Hugo’s poems are often imagistic reports of a place, as he writes in “Letter to Wagoner from Port Townsend”: “Dear Dave: Rain five days and I love it.” These epistles transcend the reportage of place idiosyncrasies to reveal Hugo’s vulnerabilities and anxieties—both about himself as well as the world around him. In “Letter to Bell from Missoula,” Hugo writes: “Months since I left broke down and sobbing / in the parking lot, grateful for the depth / of your understanding […].”  It is this balance of the specific details of a place with the personal thoughts of a brilliant writer and flawed human that has been so appealing to Hugo’s readers over many years.

 

In Hugo’s letter poems, we are only privy to one side of the conversation, however.

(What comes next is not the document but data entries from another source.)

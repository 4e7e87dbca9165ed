//! Popularity ranking: the cold-start fallback for every strategy.

use bizrec_core::types::BusinessRecord;

/// Active businesses ordered by rating, then review count, highest first.
/// Equal entries keep catalog order.
pub fn most_popular(catalog: &[BusinessRecord], limit: usize) -> Vec<BusinessRecord> {
    let mut items: Vec<&BusinessRecord> = catalog.iter().filter(|b| b.is_active).collect();
    items.sort_by(|a, b| {
        b.rating
            .partial_cmp(&a.rating)
            .unwrap_or(std::cmp::Ordering::Equal)
            .then_with(|| b.review_count.cmp(&a.review_count))
    });
    items.into_iter().take(limit).cloned().collect()
}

We do not know how the addressees respond to Hugo—or if they respond at all. Hugo’s epistolary poems are decidedly one-sided; Newberry’s and Evans’ Cross Country, however, is a mutual conversation where both poets relay their deepest fears, desires, and hopes—to each other and to their lucky readers.

 

Evans sets the stage for Cross Country in one of the earliest poems in the book, “Letter to Newberry about Past Memories of Colorado”: “Dear Jeff: I think we’re all looking / for something, looking to run / to or from something.” Indeed, Cross Country feels like a search for a meaningful spiritual faith, for familial acceptance, and for a way to exist in a contemporary world that often seems mired in violence, sadness, and a persistent irrationality. This is a book that emerges from a contemporary scene that includes the mass shootings in Sandy Hook and Orlando and the 2016 presidential election, but it is also a book that asks looming personal and philosophical questions about love and loss, a book where we “want to see the mystery unfold, / complex as it might be” (Evans).

 

Evans and Newberry allow readers to see them at their most vulnerable—particularly when they broach the topics of their children, as well as of their own fathers. In a particularly tender sequence entitled “Letter to Evans: Like Waves Breaking,” Newberry describes his fears about his young daughter’s spina bifida, and ends the poem by writing: “I take each breath with her, willing my lungs / do the work for her. She sleeps and I sleep.” Newberry’s helplessness is profound, but it is in moments such as this one where a subsequent poem from Evans acknowledges Newberry’s anxiety and empathizes with him: “As a father myself, I / understand what you are saying, though / I cannot know the specifics of your fears” (Evans). The dialogue that Evans and Newberry create in Cross Country is deeply moving precisely because in it they engage fully in the difficulties of each other’s lives and offer each other comfort and solace.

 

If literature’s job is to teach us what it means to be human and how to empathize with one another, then Cross Country delivers those lessons in honest and accessible poems. Evans’ and Newberry’s narratives weave in and out of each other organically. It seems as though we are present at a blues jam session where the musicians have known each other for so long that they finish each other’s riffs. In fact, in the penultimate poem of the book, Newberry writes, “Justin, when you unseal this poem, remember / that it is made of voice the way that music is made / from the guitar player’s deft fingers.” The music in Cross Country will break your heart. Just like the greatest songs, though, these poems also sound the bells of hope and grit because, as Evans reminds us, “We must each / set the bar each morning as we greet the new day, / as each new day is certain to find us, willing or not.”